Prostheses for implantation in blood vessels or other similar organs of the living body are, in general, well known in the medical art. For example, prosthetic endovascular grafts constructed of biocompatible materials have been employed to replace or bypass damaged or occluded natural blood vessels. Grafting procedures are also known for treating aneurysms. In general, endovascular grafts include a graft anchoring component that operates to hold a tubular graft component of a suitable graft material in its intended position within the blood vessel. Most commonly, the graft anchoring component is one or more radially compressible stents that are radially expanded in situ to anchor the tubular graft component to the wall of a blood vessel or anatomical conduit. In addition, the stents also have a patency function in that the stents keep the graft open and radially expanded along portions of the graft that are not necessarily opposed to the vessel wall, i.e., along portions of graft disposed within an aneurysm sac. Thus, endovascular grafts are typically held in place by mechanical engagement and friction due to the apposition forces provided by the radially expanded stents.

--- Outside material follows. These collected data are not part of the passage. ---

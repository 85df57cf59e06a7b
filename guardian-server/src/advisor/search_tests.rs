//! Unit tests for the last-departure search.

use super::*;
use crate::domain::{Itinerary, Leg, LocalDateTime, Location, SearchWindow, TransitMode, TripQuery};
use chrono::{DateTime, Duration};
use std::sync::Mutex;

fn t(s: &str) -> LocalDateTime {
    DateTime::parse_from_rfc3339(s).unwrap()
}

fn window() -> SearchWindow {
    SearchWindow::new(t("2024-03-15T20:30:00+09:00"), t("2024-03-16T02:00:00+09:00")).unwrap()
}

fn query() -> TripQuery {
    TripQuery::new(Location::address("Hongik Univ."), Location::address("Suwon"))
}

fn subway_trip() -> Itinerary {
    Itinerary::new(
        70,
        4,
        vec![
            Leg::new(TransitMode::Walk, "", "origin", "Hongik Univ."),
            Leg::new(TransitMode::Subway, "2", "Hongik Univ.", "Sindorim"),
            Leg::new(TransitMode::Subway, "1", "Sindorim", "Suwon"),
        ],
    )
}

fn bus_trip() -> Itinerary {
    Itinerary::new(
        95,
        12,
        vec![Leg::new(TransitMode::NightBus, "N26", "Hapjeong", "Suwon")],
    )
}

/// Waits at a stop for the first morning train.
fn morning_trip() -> Itinerary {
    Itinerary::new(
        320,
        250,
        vec![Leg::new(TransitMode::Subway, "1", "Sindorim", "Suwon")],
    )
}

/// Mock oracle with a scripted timetable.
///
/// Subway trips until `subway_until`, then night buses until `bus_until`,
/// then whatever `after` is.
struct MockOracle {
    subway_until: LocalDateTime,
    bus_until: LocalDateTime,
    after: Option<Itinerary>,
    fail_on_call: Option<usize>,
    probes: Mutex<Vec<LocalDateTime>>,
}

impl MockOracle {
    fn flip_at(s: &str) -> Self {
        Self {
            subway_until: t(s),
            bus_until: t(s),
            after: None,
            fail_on_call: None,
            probes: Mutex::new(Vec::new()),
        }
    }

    fn with_buses_until(mut self, s: &str) -> Self {
        self.bus_until = t(s);
        self
    }

    fn call_count(&self) -> usize {
        self.probes.lock().unwrap().len()
    }

    fn probes(&self) -> Vec<LocalDateTime> {
        self.probes.lock().unwrap().clone()
    }
}

impl RoutingOracle for MockOracle {
    async fn query_itinerary(
        &self,
        _origin: &Location,
        _destination: &Location,
        depart_at: LocalDateTime,
    ) -> Result<Option<Itinerary>, OracleError> {
        let call = {
            let mut probes = self.probes.lock().unwrap();
            probes.push(depart_at);
            probes.len()
        };

        if self.fail_on_call == Some(call) {
            return Err(OracleError::Unavailable("HTTP 503".into()));
        }

        if depart_at <= self.subway_until {
            Ok(Some(subway_trip()))
        } else if depart_at <= self.bus_until {
            Ok(Some(bus_trip()))
        } else {
            Ok(self.after.clone())
        }
    }
}

#[tokio::test]
async fn finds_flip_within_tolerance() {
    let oracle = MockOracle::flip_at("2024-03-15T23:17:00+09:00");
    let config = AdvisorConfig::default();

    let result = find_last_departure(&oracle, &query(), &window(), SearchMode::Any, &config)
        .await
        .unwrap();

    let flip = t("2024-03-15T23:17:00+09:00");
    assert!(result.last_feasible_departure <= flip);
    assert!(flip - result.last_feasible_departure <= Duration::minutes(6));

    // Two boundary probes plus one per bisection step
    assert_eq!(oracle.call_count(), 8);
    assert_eq!(result.oracle_calls, 8);

    // 330 minutes halved six times, then halved again
    assert!((result.tolerance_mins() - 330.0 / 128.0).abs() < 0.01);
    assert_eq!(result.best_known_itinerary, subway_trip());
    assert_eq!(result.mode, SearchMode::Any);
}

#[tokio::test]
async fn bisection_keeps_feasible_low_and_infeasible_high() {
    let oracle = MockOracle::flip_at("2024-03-16T00:41:00+09:00");
    let config = AdvisorConfig::default();

    let result = find_last_departure(&oracle, &query(), &window(), SearchMode::Any, &config)
        .await
        .unwrap();

    let flip = t("2024-03-16T00:41:00+09:00");
    let probes = oracle.probes();

    // Every probe after the first two is the midpoint of the tightest
    // known feasible/infeasible pair at that moment
    let mut lo = probes[0];
    let mut hi = probes[1];
    for &mid in &probes[2..] {
        assert_eq!(mid, lo + (hi - lo) / 2);
        if mid <= flip {
            lo = mid;
        } else {
            hi = mid;
        }
        assert!(lo <= flip && flip < hi);
    }

    assert_eq!(result.last_feasible_departure, lo);
    assert_eq!(result.tolerance * 2, hi - lo);
}

#[tokio::test]
async fn unavailable_at_window_start() {
    let oracle = MockOracle::flip_at("2024-03-15T20:00:00+09:00");
    let config = AdvisorConfig::default();

    let result = find_last_departure(&oracle, &query(), &window(), SearchMode::Any, &config).await;

    assert_eq!(
        result,
        Err(EstimationError::NoFeasibleDeparture {
            earliest: window().earliest(),
            latest: window().latest(),
        })
    );
    assert_eq!(oracle.call_count(), 1);
}

#[tokio::test]
async fn available_at_window_end() {
    let oracle = MockOracle::flip_at("2024-03-16T05:00:00+09:00");
    let config = AdvisorConfig::default();

    let result = find_last_departure(&oracle, &query(), &window(), SearchMode::Any, &config)
        .await
        .unwrap();

    assert_eq!(result.last_feasible_departure, window().latest());
    assert_eq!(result.tolerance, Duration::zero());
    assert_eq!(oracle.call_count(), 2);
}

#[tokio::test]
async fn morning_itineraries_count_as_unavailable() {
    let oracle = MockOracle {
        after: Some(morning_trip()),
        ..MockOracle::flip_at("2024-03-15T23:50:00+09:00")
    };
    let config = AdvisorConfig::default();

    let result = find_last_departure(&oracle, &query(), &window(), SearchMode::Any, &config)
        .await
        .unwrap();

    let flip = t("2024-03-15T23:50:00+09:00");
    assert!(result.last_feasible_departure <= flip);
    assert!(flip - result.last_feasible_departure <= Duration::minutes(6));
}

#[tokio::test]
async fn subway_search_ignores_bus_routes() {
    let oracle = MockOracle::flip_at("2024-03-15T23:30:00+09:00")
        .with_buses_until("2024-03-16T01:20:00+09:00");
    let config = AdvisorConfig::default();

    let any = find_last_departure(&oracle, &query(), &window(), SearchMode::Any, &config)
        .await
        .unwrap();
    let subway =
        find_last_departure(&oracle, &query(), &window(), SearchMode::SubwayOnly, &config)
            .await
            .unwrap();

    let any_error = any.last_feasible_departure - t("2024-03-16T01:20:00+09:00");
    let subway_error = subway.last_feasible_departure - t("2024-03-15T23:30:00+09:00");
    assert!(any_error.num_minutes().abs() <= 6);
    assert!(subway_error.num_minutes().abs() <= 6);
    assert!(subway.best_known_itinerary.includes_subway());
    assert_eq!(any.best_known_itinerary, bus_trip());
    assert_eq!(subway.mode, SearchMode::SubwayOnly);
}

#[tokio::test]
async fn no_subway_at_all() {
    let oracle = MockOracle::flip_at("2024-03-15T20:00:00+09:00")
        .with_buses_until("2024-03-16T01:20:00+09:00");
    let config = AdvisorConfig::default();

    let result =
        find_last_departure(&oracle, &query(), &window(), SearchMode::SubwayOnly, &config).await;

    assert!(matches!(
        result,
        Err(EstimationError::NoFeasibleDeparture { .. })
    ));
    assert_eq!(oracle.call_count(), 1);
}

#[tokio::test]
async fn oracle_error_aborts_search() {
    let oracle = MockOracle {
        fail_on_call: Some(4),
        ..MockOracle::flip_at("2024-03-15T23:17:00+09:00")
    };
    let config = AdvisorConfig::default();

    let result = find_last_departure(&oracle, &query(), &window(), SearchMode::Any, &config).await;

    assert_eq!(
        result,
        Err(EstimationError::Oracle(OracleError::Unavailable(
            "HTTP 503".into()
        )))
    );
    assert_eq!(oracle.call_count(), 4);
}

#[tokio::test]
async fn fewer_steps_widen_tolerance() {
    let oracle = MockOracle::flip_at("2024-03-15T23:17:00+09:00");
    let config = AdvisorConfig {
        bisection_steps: 0,
        ..AdvisorConfig::default()
    };

    let result = find_last_departure(&oracle, &query(), &window(), SearchMode::Any, &config)
        .await
        .unwrap();

    assert_eq!(result.last_feasible_departure, window().earliest());
    assert_eq!(result.tolerance, Duration::minutes(165));
    assert_eq!(oracle.call_count(), 2);
}

#[tokio::test(start_paused = true)]
async fn slow_oracle_times_out() {
    struct Stuck;

    impl RoutingOracle for Stuck {
        async fn query_itinerary(
            &self,
            _origin: &Location,
            _destination: &Location,
            _depart_at: LocalDateTime,
        ) -> Result<Option<Itinerary>, OracleError> {
            tokio::time::sleep(std::time::Duration::from_secs(60)).await;
            Ok(None)
        }
    }

    let config = AdvisorConfig {
        oracle_timeout_secs: 3,
        ..AdvisorConfig::default()
    };

    let result = find_last_departure(&Stuck, &query(), &window(), SearchMode::Any, &config).await;

    assert_eq!(
        result,
        Err(EstimationError::Oracle(OracleError::Timeout(
            std::time::Duration::from_secs(3)
        )))
    );
}

#[tokio::test(start_paused = true)]
async fn waiting_for_a_call_slot_is_not_timed() {
    /// One call in flight at a time, two seconds each.
    struct SingleLane {
        lane: tokio::sync::Semaphore,
    }

    impl RoutingOracle for SingleLane {
        fn call_limit(&self) -> Option<&tokio::sync::Semaphore> {
            Some(&self.lane)
        }

        async fn query_itinerary(
            &self,
            _origin: &Location,
            _destination: &Location,
            depart_at: LocalDateTime,
        ) -> Result<Option<Itinerary>, OracleError> {
            tokio::time::sleep(std::time::Duration::from_secs(2)).await;
            Ok((depart_at <= t("2024-03-15T23:17:00+09:00")).then(subway_trip))
        }
    }

    let oracle = SingleLane {
        lane: tokio::sync::Semaphore::new(1),
    };
    let config = AdvisorConfig {
        oracle_timeout_secs: 3,
        ..AdvisorConfig::default()
    };

    // Both searches compete for the lane; every call queues for up to 2s
    let (q1, w1) = (query(), window());
    let (q2, w2) = (query(), window());
    let (any, subway) = tokio::join!(
        find_last_departure(&oracle, &q1, &w1, SearchMode::Any, &config),
        find_last_departure(&oracle, &q2, &w2, SearchMode::SubwayOnly, &config),
    );

    assert_eq!(any.unwrap().oracle_calls, 8);
    assert_eq!(subway.unwrap().oracle_calls, 8);
}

Stent-graft prostheses must be capable of withstanding the physiological dynamics that occur within the vessel or organ in which they are implanted. Thus, stent-graft prostheses must undergo testing to determine the fatigue limitations thereof. For example, the FDA currently requires medical device manufacturers of stent-graft prostheses to submit data to support the safety and efficacy of the permanent implant device. One required test data is the accelerated fatigue testing of stents or stent-graft prostheses. The FDA guidelines require ten years equivalent of test data, which translates to 400 million cycles of fatigue stress.
Devices for fatigue testers are usually hydraulic-based testing devices that force fluid within the lumen of a stent or stent-graft prosthesis in a pulsating fashion at a high frequency in order to simulate physiologic loading conditions, i.e., in order to simulate systolic and diastolic pressures. Such hydraulic-based testing devices operate at a maximum pulse frequency ranging between 1000-2000 cycles per minute, or approximately 16-33 Hz. In order to obtain the ten years equivalent of test data required by the FDA, such hydraulic-based testing devices must run continuously over a period of several months. Further, testing operation of such hydraulic-based devices must be closely monitored because pressure changes will change dilatation, thereby requiring the test to be restarted.
Hence, there is a need in the art for an improved fatigue tester that is configured to operate at higher frequencies for decreased testing times and/or that requires less monitoring during testing.